Dopo aver scritto canzoni complesse armonicamente ed altre semplicissime, dopo aver sfiorato il jazz e aver composto splendide colonne sonore. Dopo aver fatto la storia della canzone italiana con una manciata di capolavori, e dopo aver fatto ballare l’ Italia un anno intero, e forse più, con una bellissima canzone troppe volte rinnegata. Dopo aver scalato le più alte montagne della malinconia, ed averne orgogliosamente toccato la cima con “La Disciplina Della Terra”, disco perfetto, triste, profondissimo e splendidamente suonato, qualcosa si sentiva che stava per cambiare.
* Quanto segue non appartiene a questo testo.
impl AssemblyLayout {
    pub fn new(dims: &DimensionSet) -> CoiloverResult<Self> {
        dims.validate()?;

        let g = dims.material.shear_modulus;
        let spring = &dims.spring;

        let main_coils = match spring.wire {
            WireSection::Round { diameter } => {
                active_coils_round(spring.rate, diameter, spring.inner_diameter, g).map_err(coil_error("spring.rate"))?
            }
            WireSection::Rectangular { width, height } => active_coils_rectangular_section(
                spring.rate,
                spring.inner_diameter + width,
                g,
                width,
                height,
            )
            .map_err(coil_error("spring.wire"))?,
        };
        let main = SpringGeometry {
            active_coils: main_coils,
            wire: spring.wire,
            coil_radius: (spring.inner_diameter + spring.wire.radial()) * 0.5,
            limits: SpringLimits::new(spring.free_length, spring.bind_length, spring.rate),
        };
        check_solid_height(&main, "spring.rate", "spring.bind_length")?;

        let helper = match &dims.helper {
            None => None,
            Some(spec) => {
                let coil = active_coils_rectangular(
                    spec.rate,
                    spec.inner_diameter,
                    spec.outer_diameter,
                    g,
                    spec.wire_width(),
                    Some(spec.bind_length),
                )
                .map_err(coil_error("helper.bind_length"))?;
                let geometry = SpringGeometry {
                    active_coils: coil.active_coils,
                    wire: WireSection::Rectangular {
                        width: coil.width,
                        height: coil.height,
                    },
                    coil_radius: coil.mean_diameter * 0.5,
                    limits: SpringLimits::new(spec.free_length, spec.bind_length, spec.rate),
                };
                check_solid_height(&geometry, "helper.rate", "helper.bind_length")?;
                Some(geometry)
            }
        };

        let damper = &dims.damper;
        let stack_base = damper.body_length + dims.setup.lower_perch_offset;
        let helper_perch_thickness = dims.helper.map_or(0.0, |h| h.perch.thickness);
        let solver = StrutForceSolver::new(main.limits, helper.map(|h| h.limits));

        let bind_stack = stack_base + helper_perch_thickness + solver.bind_stack();
        if bind_stack > damper.free_length {
            return Err(CoiloverError::invalid(
                "damper.free_length",
                format!(
                    "springs at bind need a strut length of {bind_stack:.2} mm but the damper extends to {:.2} mm",
                    damper.free_length
                ),
            ));
        }
        let strut_length_min = damper.compressed_length.max(bind_stack);

        let mut layout = Self {
            dims: *dims,
            geometry: AssemblyGeometry {
                main,
                helper,
                placement: dims.helper.map_or(HelperPlacement::Above, |h| h.placement),
                stack_base,
                helper_perch_thickness,
                strut_length_max: damper.free_length,
                strut_length_min,
                bind_stack,
                shaft_length: damper.shaft_length(),
                lower_perch_diameter: spring.outer_diameter() + dims.lower_perch.clearance,
                upper_perch_diameter: spring.outer_diameter() + dims.upper_perch.clearance,
                rest: empty_anchors(),
            },
            solver,
        };
        layout.geometry.rest = layout.travel_state(0.0).anchors;

        log::debug!(
            "coilover layout: main n={:.3}, helper n={:?}, strut {:.2}..{:.2} mm (bind stack {:.2})",
            main.active_coils,
            helper.map(|h| h.active_coils),
            strut_length_min,
            damper.free_length,
            bind_stack
        );

        Ok(layout)
    }

    #[must_use]
    pub fn dimensions(&self) -> &DimensionSet {
        &self.dims
    }

    #[must_use]
    pub fn geometry(&self) -> &AssemblyGeometry {
        &self.geometry
    }

    #[must_use]
    pub fn solver(&self) -> &StrutForceSolver {
        &self.solver
    }

    /// `free − f·(free − min)` with `f` clamped to `[0, 1]`. Written as a
    /// blend so both ends are hit exactly.
    #[must_use]
    pub fn strut_length_at(&self, fraction: f64) -> f64 {
        let f = clamp_fraction(fraction);
        let g = &self.geometry;
        (1.0 - f) * g.strut_length_max + f * g.strut_length_min
    }

    /// Room left for the spring stack at a given strut length.
    #[must_use]
    pub fn available_length(&self, strut_length: f64) -> f64 {
        strut_length - self.geometry.stack_base - self.geometry.helper_perch_thickness
    }

    #[must_use]
    pub fn travel_state(&self, fraction: f64) -> TravelState {
        let fraction = clamp_fraction(fraction);
        let strut_length = self.strut_length_at(fraction);
        let available_length = self.available_length(strut_length);
        let solution = self.solver.solve(available_length);
        let anchors = self.anchors(strut_length, &solution);

        TravelState {
            fraction,
            strut_length,
            travel: self.geometry.strut_length_max - strut_length,
            available_length,
            solution,
            anchors,
        }
    }

    fn anchors(&self, strut_length: f64, solution: &StrutSolution) -> Anchors {
        let dims = &self.dims;
        let g = &self.geometry;
        let base = g.stack_base;

        let (main_bottom, main_top, helper_perch_center, helper_bottom, helper_top) =
            match (solution.helper_length, g.placement) {
                (None, _) => (base, base + solution.main_length, None, None, None),
                (Some(helper_length), HelperPlacement::Above) => {
                    let main_top = base + solution.main_length;
                    let helper_bottom = main_top + g.helper_perch_thickness;
                    (
                        base,
                        main_top,
                        Some(main_top + g.helper_perch_thickness * 0.5),
                        Some(helper_bottom),
                        Some(helper_bottom + helper_length),
                    )
                }
                (Some(helper_length), HelperPlacement::Below) => {
                    let helper_top = base + helper_length;
                    let main_bottom = helper_top + g.helper_perch_thickness;
                    (
                        main_bottom,
                        main_bottom + solution.main_length,
                        Some(helper_top + g.helper_perch_thickness * 0.5),
                        Some(base),
                        Some(helper_top),
                    )
                }
            };

        Anchors {
            body_center: dims.damper.body_length * 0.5,
            lower_perch_center: base - dims.lower_perch.thickness * 0.5,
            main_bottom,
            main_top,
            helper_perch_center,
            helper_bottom,
            helper_top,
            shaft_top: strut_length,
            shaft_center: strut_length - g.shaft_length * 0.5,
            upper_perch_center: strut_length + dims.upper_perch.thickness * 0.5,
            cone_base: strut_length + dims.upper_perch.thickness,
        }
    }
}
use std::collections::HashMap;

use super::diagnostics::GeomMeshDiagnostics;
use super::{BBox, Point3, Tolerance, Vec3};

/// Triangle mesh handed to the renderer as opaque vertex/index buffers.
#[derive(Debug, Clone, PartialEq, Default)]
pub struct GeomMesh {
    pub positions: Vec<[f64; 3]>,
    pub indices: Vec<u32>,
    /// Per-vertex smooth normals; filled in by `finalize_mesh`.
    pub normals: Option<Vec<[f64; 3]>>,
}

impl GeomMesh {
    /// Create a new mesh with positions and indices only.
    #[must_use]
    pub fn new(positions: Vec<[f64; 3]>, indices: Vec<u32>) -> Self {
        Self {
            positions,
            indices,
            normals: None,
        }
    }

    #[must_use]
    pub fn triangle_count(&self) -> usize {
        self.indices.len() / 3
    }

    #[must_use]
    pub fn vertex_count(&self) -> usize {
        self.positions.len()
    }

    #[must_use]
    pub fn is_empty(&self) -> bool {
        self.indices.is_empty()
    }

    /// Returns true if any vertex position contains NaN or Inf values.
    #[must_use]
    pub fn has_invalid_vertices(&self) -> bool {
        self.positions
            .iter()
            .any(|p| !p[0].is_finite() || !p[1].is_finite() || !p[2].is_finite())
    }

    /// Returns true if all vertex indices are within bounds.
    #[must_use]
    pub fn has_valid_indices(&self) -> bool {
        let n = self.positions.len() as u32;
        self.indices.iter().all(|&i| i < n)
    }

    pub fn validate(&self) -> Result<(), String> {
        if self.indices.len() % 3 != 0 {
            return Err("mesh indices are not a triangle list (len % 3 != 0)".to_string());
        }
        if self.has_invalid_vertices() {
            return Err("mesh has invalid vertex coordinates (NaN/Inf)".to_string());
        }
        if !self.has_valid_indices() {
            return Err("mesh has out-of-bounds vertex indices".to_string());
        }
        if self
            .normals
            .as_ref()
            .is_some_and(|normals| normals.len() != self.positions.len())
        {
            return Err("mesh normal buffer does not match vertex count".to_string());
        }
        Ok(())
    }

    #[must_use]
    pub fn bbox(&self) -> Option<BBox> {
        BBox::from_points(self.positions.iter().copied().map(Point3::from))
    }

    /// Rigid placement along the strut axis. Normals are unchanged.
    #[must_use]
    pub fn translated_z(&self, z: f64) -> Self {
        Self {
            positions: self.positions.iter().map(|&[x, y, pz]| [x, y, pz + z]).collect(),
            indices: self.indices.clone(),
            normals: self.normals.clone(),
        }
    }

    /// Appends `other` without welding. Normals are kept only when both
    /// meshes carry them.
    pub fn append(&mut self, other: &GeomMesh) {
        let base = self.positions.len() as u32;
        self.positions.extend_from_slice(&other.positions);
        self.indices.extend(other.indices.iter().map(|&i| i + base));

        self.normals = match (self.normals.take(), other.normals.as_ref()) {
            (Some(mut mine), Some(theirs)) => {
                mine.extend_from_slice(theirs);
                Some(mine)
            }
            _ => None,
        };
    }
}

/// Shared tail of every mesher: weld, drop degenerates, make winding
/// consistent and outward, count topology, compute smooth normals.
pub(crate) fn finalize_mesh(
    points: Vec<Point3>,
    indices: Vec<u32>,
    tol: Tolerance,
) -> (GeomMesh, GeomMeshDiagnostics) {
    let (repaired_points, repaired_indices, welded_vertex_count) =
        weld_mesh_vertices(points, indices, tol);

    let (mut repaired_indices, degenerate_triangle_count) =
        cull_degenerate_triangles(&repaired_points, &repaired_indices, tol);

    let flipped_triangle_count = fix_triangle_winding_consistency(&mut repaired_indices);
    let topology = count_edge_topology(&repaired_indices);

    let mut warnings = Vec::new();
    if topology.open_edges == 0 && topology.non_manifold_edges == 0 {
        let volume = signed_volume(&repaired_points, &repaired_indices);
        if volume.is_finite() && volume < 0.0 {
            flip_all_triangles(&mut repaired_indices);
            warnings.push("mesh orientation flipped (outward)".to_string());
        }
    }
    if topology.open_edges > 0 {
        warnings.push("mesh has open edges".to_string());
    }
    if topology.non_manifold_edges > 0 {
        warnings.push("mesh has non-manifold edges".to_string());
    }

    let normals = compute_smooth_normals(&repaired_points, &repaired_indices);

    let mesh = GeomMesh {
        positions: repaired_points.into_iter().map(Point3::to_array).collect(),
        indices: repaired_indices,
        normals: Some(normals),
    };

    let diagnostics = GeomMeshDiagnostics {
        vertex_count: mesh.vertex_count(),
        triangle_count: mesh.triangle_count(),
        edge_count: topology.edges,
        welded_vertex_count,
        flipped_triangle_count,
        degenerate_triangle_count,
        open_edge_count: topology.open_edges,
        non_manifold_edge_count: topology.non_manifold_edges,
        warnings,
    };

    (mesh, diagnostics)
}

pub(crate) fn weld_mesh_vertices(
    points: Vec<Point3>,
    indices: Vec<u32>,
    tol: Tolerance,
) -> (Vec<Point3>, Vec<u32>, usize) {
    if !tol.eps.is_finite() || tol.eps <= 0.0 {
        return (points, indices, 0);
    }

    let inv = 1.0 / tol.eps;

    /// Quantize a coordinate value to a grid cell index.
    /// Returns None for non-finite values (NaN/Inf) to prevent incorrect welding.
    fn quantize(value: f64, inv: f64) -> Option<i64> {
        if !value.is_finite() {
            return None;
        }
        let q = (value * inv).floor();
        Some(q.clamp(i64::MIN as f64, i64::MAX as f64) as i64)
    }

    let mut buckets: HashMap<(i64, i64, i64), Vec<u32>> = HashMap::new();
    let mut remap: Vec<u32> = Vec::with_capacity(points.len());
    let mut out_points: Vec<Point3> = Vec::with_capacity(points.len());

    for p in points.iter().copied() {
        let key = match (quantize(p.x, inv), quantize(p.y, inv), quantize(p.z, inv)) {
            (Some(kx), Some(ky), Some(kz)) => Some((kx, ky, kz)),
            _ => None,
        };

        let found = key.and_then(|key| {
            neighbour_cells(key).find_map(|cell| {
                buckets.get(&cell).and_then(|candidates| {
                    candidates
                        .iter()
                        .copied()
                        .find(|&cand| tol.approx_eq_point3(out_points[cand as usize], p))
                })
            })
        });

        let out_idx = match found {
            Some(existing) => existing,
            None => {
                let new_idx = out_points.len() as u32;
                out_points.push(p);
                // Non-finite points get their own vertex and never join a bucket.
                if let Some(key) = key {
                    buckets.entry(key).or_default().push(new_idx);
                }
                new_idx
            }
        };

        remap.push(out_idx);
    }

    let out_indices = indices
        .into_iter()
        .map(|idx| remap.get(idx as usize).copied().unwrap_or(idx))
        .collect();

    let welded = points.len().saturating_sub(out_points.len());
    (out_points, out_indices, welded)
}

fn neighbour_cells(key: (i64, i64, i64)) -> impl Iterator<Item = (i64, i64, i64)> {
    (-1i64..=1).flat_map(move |dx| {
        (-1i64..=1).flat_map(move |dy| (-1i64..=1).map(move |dz| (key.0 + dx, key.1 + dy, key.2 + dz)))
    })
}

fn cull_degenerate_triangles(points: &[Point3], indices: &[u32], tol: Tolerance) -> (Vec<u32>, usize) {
    let mut out = Vec::with_capacity(indices.len());
    let mut removed = 0usize;

    for tri in indices.chunks_exact(3) {
        let (i0, i1, i2) = (tri[0], tri[1], tri[2]);

        if i0 == i1 || i1 == i2 || i0 == i2 {
            removed += 1;
            continue;
        }

        let (Some(a), Some(b), Some(c)) = (
            points.get(i0 as usize).copied(),
            points.get(i1 as usize).copied(),
            points.get(i2 as usize).copied(),
        ) else {
            removed += 1;
            continue;
        };

        let area2 = b.sub_point(a).cross(c.sub_point(a)).length_squared();
        if !area2.is_finite() || area2 <= tol.eps_squared() * tol.eps_squared() {
            removed += 1;
            continue;
        }

        out.extend_from_slice(&[i0, i1, i2]);
    }

    (out, removed)
}

/// Flood-fills across manifold edges so neighbouring triangles traverse their
/// shared edge in opposite directions. Returns the number of flipped triangles.
pub(crate) fn fix_triangle_winding_consistency(indices: &mut [u32]) -> usize {
    let tri_count = indices.len() / 3;
    if tri_count == 0 {
        return 0;
    }

    let mut edges: HashMap<(u32, u32), Vec<(usize, bool)>> = HashMap::with_capacity(tri_count * 3);
    for t in 0..tri_count {
        for (a, b) in triangle_edges(indices, t) {
            let (lo, hi, dir) = if a <= b { (a, b, true) } else { (b, a, false) };
            edges.entry((lo, hi)).or_default().push((t, dir));
        }
    }

    let mut visited = vec![false; tri_count];
    let mut flipped = vec![false; tri_count];

    for seed in 0..tri_count {
        if visited[seed] {
            continue;
        }
        visited[seed] = true;
        let mut stack = vec![seed];

        while let Some(t) = stack.pop() {
            for (a, b) in triangle_edges(indices, t) {
                let (lo, hi, dir_t) = if a <= b { (a, b, true) } else { (b, a, false) };
                let Some(adj) = edges.get(&(lo, hi)) else {
                    continue;
                };
                if adj.len() != 2 {
                    continue;
                }

                let (other, dir_other) = match (adj[0], adj[1]) {
                    ((t0, _), (t1, d1)) if t0 == t => (t1, d1),
                    ((t0, d0), (t1, _)) if t1 == t => (t0, d0),
                    _ => continue,
                };

                if !visited[other] {
                    visited[other] = true;
                    flipped[other] = flipped[t] ^ dir_t ^ dir_other ^ true;
                    stack.push(other);
                }
            }
        }
    }

    let mut flipped_count = 0usize;
    for (t, &flip) in flipped.iter().enumerate() {
        if flip {
            indices.swap(t * 3 + 1, t * 3 + 2);
            flipped_count += 1;
        }
    }

    flipped_count
}

fn triangle_edges(indices: &[u32], t: usize) -> [(u32, u32); 3] {
    let i0 = indices[t * 3];
    let i1 = indices[t * 3 + 1];
    let i2 = indices[t * 3 + 2];
    [(i0, i1), (i1, i2), (i2, i0)]
}

struct EdgeTopology {
    edges: usize,
    open_edges: usize,
    non_manifold_edges: usize,
}

fn count_edge_topology(indices: &[u32]) -> EdgeTopology {
    let mut edge_counts: HashMap<(u32, u32), u32> = HashMap::new();

    for tri in indices.chunks_exact(3) {
        let (i0, i1, i2) = (tri[0], tri[1], tri[2]);
        if i0 == i1 || i1 == i2 || i0 == i2 {
            continue;
        }

        for (ea, eb) in [(i0, i1), (i1, i2), (i2, i0)] {
            let key = if ea <= eb { (ea, eb) } else { (eb, ea) };
            *edge_counts.entry(key).or_insert(0) += 1;
        }
    }

    let mut topology = EdgeTopology {
        edges: edge_counts.len(),
        open_edges: 0,
        non_manifold_edges: 0,
    };
    for count in edge_counts.into_values() {
        if count == 1 {
            topology.open_edges += 1;
        } else if count > 2 {
            topology.non_manifold_edges += 1;
        }
    }

    topology
}

fn flip_all_triangles(indices: &mut [u32]) {
    for tri in indices.chunks_exact_mut(3) {
        tri.swap(1, 2);
    }
}

pub(crate) fn signed_volume(points: &[Point3], indices: &[u32]) -> f64 {
    let mut volume = 0.0;
    for tri in indices.chunks_exact(3) {
        let (Some(a), Some(b), Some(c)) = (
            points.get(tri[0] as usize),
            points.get(tri[1] as usize),
            points.get(tri[2] as usize),
        ) else {
            continue;
        };

        let av = Vec3::new(a.x, a.y, a.z);
        let bv = Vec3::new(b.x, b.y, b.z);
        let cv = Vec3::new(c.x, c.y, c.z);
        volume += av.dot(bv.cross(cv));
    }

    volume / 6.0
}

/// Signed volume of a finished mesh; positive for outward winding.
#[must_use]
pub fn mesh_volume(mesh: &GeomMesh) -> f64 {
    let points: Vec<Point3> = mesh.positions.iter().copied().map(Point3::from).collect();
    signed_volume(&points, &mesh.indices)
}

fn compute_smooth_normals(points: &[Point3], indices: &[u32]) -> Vec<[f64; 3]> {
    let mut normals = vec![Vec3::ZERO; points.len()];

    for tri in indices.chunks_exact(3) {
        let (i0, i1, i2) = (tri[0] as usize, tri[1] as usize, tri[2] as usize);
        let (Some(&a), Some(&b), Some(&c)) = (points.get(i0), points.get(i1), points.get(i2)) else {
            continue;
        };

        // Area-weighted face normal.
        let n = b.sub_point(a).cross(c.sub_point(a));
        normals[i0] = normals[i0] + n;
        normals[i1] = normals[i1] + n;
        normals[i2] = normals[i2] + n;
    }

    normals
        .into_iter()
        .map(|n| n.normalized().unwrap_or(Vec3::Z).to_array())
        .collect()
}
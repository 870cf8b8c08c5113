use crate::geom::{Helix, PathFrame, Point3, Vec3, frame_field};

fn assert_orthonormal(frame: &PathFrame) {
    let eps = 1e-6;
    assert!((frame.tangent.length() - 1.0).abs() < eps);
    assert!((frame.normal.length() - 1.0).abs() < eps);
    assert!((frame.binormal.length() - 1.0).abs() < eps);
    assert!(frame.tangent.dot(frame.normal).abs() < eps);
    assert!(frame.tangent.dot(frame.binormal).abs() < eps);
    assert!(frame.normal.dot(frame.binormal).abs() < eps);

    let b = frame.tangent.cross(frame.normal);
    assert!((b - frame.binormal).length() < eps);
}

#[test]
fn helix_frames_are_orthonormal() {
    let path = Helix::new(35.0, 0.0, 180.0, 6.5)
        .expect("helix")
        .sample(200)
        .expect("samples");
    let field = frame_field(&path).expect("frames");

    assert_eq!(field.len(), path.len());
    assert!(field.warnings.is_empty());
    for frame in field.iter() {
        assert_orthonormal(frame);
    }
}

#[test]
fn vertical_line_uses_world_x_seed() {
    let path = vec![
        Point3::new(0.0, 0.0, 0.0),
        Point3::new(0.0, 0.0, 1.0),
        Point3::new(0.0, 0.0, 2.0),
    ];
    let field = frame_field(&path).expect("frames");

    for frame in field.iter() {
        assert_orthonormal(frame);
        assert_eq!(frame.tangent, Vec3::Z);
        assert_eq!(frame.normal, Vec3::X);
        assert_eq!(frame.binormal, Vec3::Y);
    }
}

#[test]
fn last_tangent_repeats_previous() {
    let path = vec![
        Point3::new(0.0, 0.0, 0.0),
        Point3::new(1.0, 0.0, 0.0),
        Point3::new(1.0, 1.0, 0.0),
    ];
    let field = frame_field(&path).expect("frames");

    assert_eq!(field.frames[0].tangent, Vec3::X);
    assert_eq!(field.frames[1].tangent, Vec3::Y);
    assert_eq!(field.frames[2].tangent, Vec3::Y);
}

#[test]
fn zero_length_segment_reuses_tangent_with_warning() {
    let path = vec![
        Point3::new(0.0, 0.0, 0.0),
        Point3::new(1.0, 0.0, 0.0),
        Point3::new(1.0, 0.0, 0.0),
        Point3::new(2.0, 0.0, 0.0),
    ];
    let field = frame_field(&path).expect("frames");

    assert_eq!(field.frames[1].tangent, Vec3::X);
    assert_eq!(field.warnings.len(), 1);
    assert!(field.warnings[0].contains("degenerate segment"));
    for frame in field.iter() {
        assert_orthonormal(frame);
    }
}

#[test]
fn frames_are_deterministic() {
    let path = Helix::new(20.0, 5.0, 50.0, 3.0)
        .expect("helix")
        .sample(64)
        .expect("samples");
    let a = frame_field(&path).expect("frames");
    let b = frame_field(&path).expect("frames");
    assert_eq!(a.frames, b.frames);
}

#[test]
fn normal_reseeds_when_path_turns_along_previous_normal() {
    // Horizontal along X gives normal = X × Z = -Y; turning onto -Y makes the
    // transported normal parallel to the new tangent.
    let path = vec![
        Point3::new(0.0, 0.0, 0.0),
        Point3::new(1.0, 0.0, 0.0),
        Point3::new(1.0, -1.0, 0.0),
    ];
    let field = frame_field(&path).expect("frames");

    assert_eq!(field.frames[0].normal, Vec3::new(0.0, -1.0, 0.0));
    assert!(field.warnings.iter().any(|w| w.contains("reseeded")));
    for frame in field.iter() {
        assert_orthonormal(frame);
    }
}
“Lampo Viaggiatore”, pochi anni fa, era un trionfo di ritmi ben cadenzati, si sfiorava persino il blues (si risfiorava, per essere precisi…), e generalmente si arrivava più vicini a sensazioni di serenità, anche quando le partiture, almeno letterariamente, affrontavano temi non semplicissimi. Tutto però suonava più luminoso, e persino le trascuratissime chitarre cominciavano a rifarsi vedere (gioia pura per chi amava molto, come il sottoscritto, anche il Fossati pre-“Discanto”).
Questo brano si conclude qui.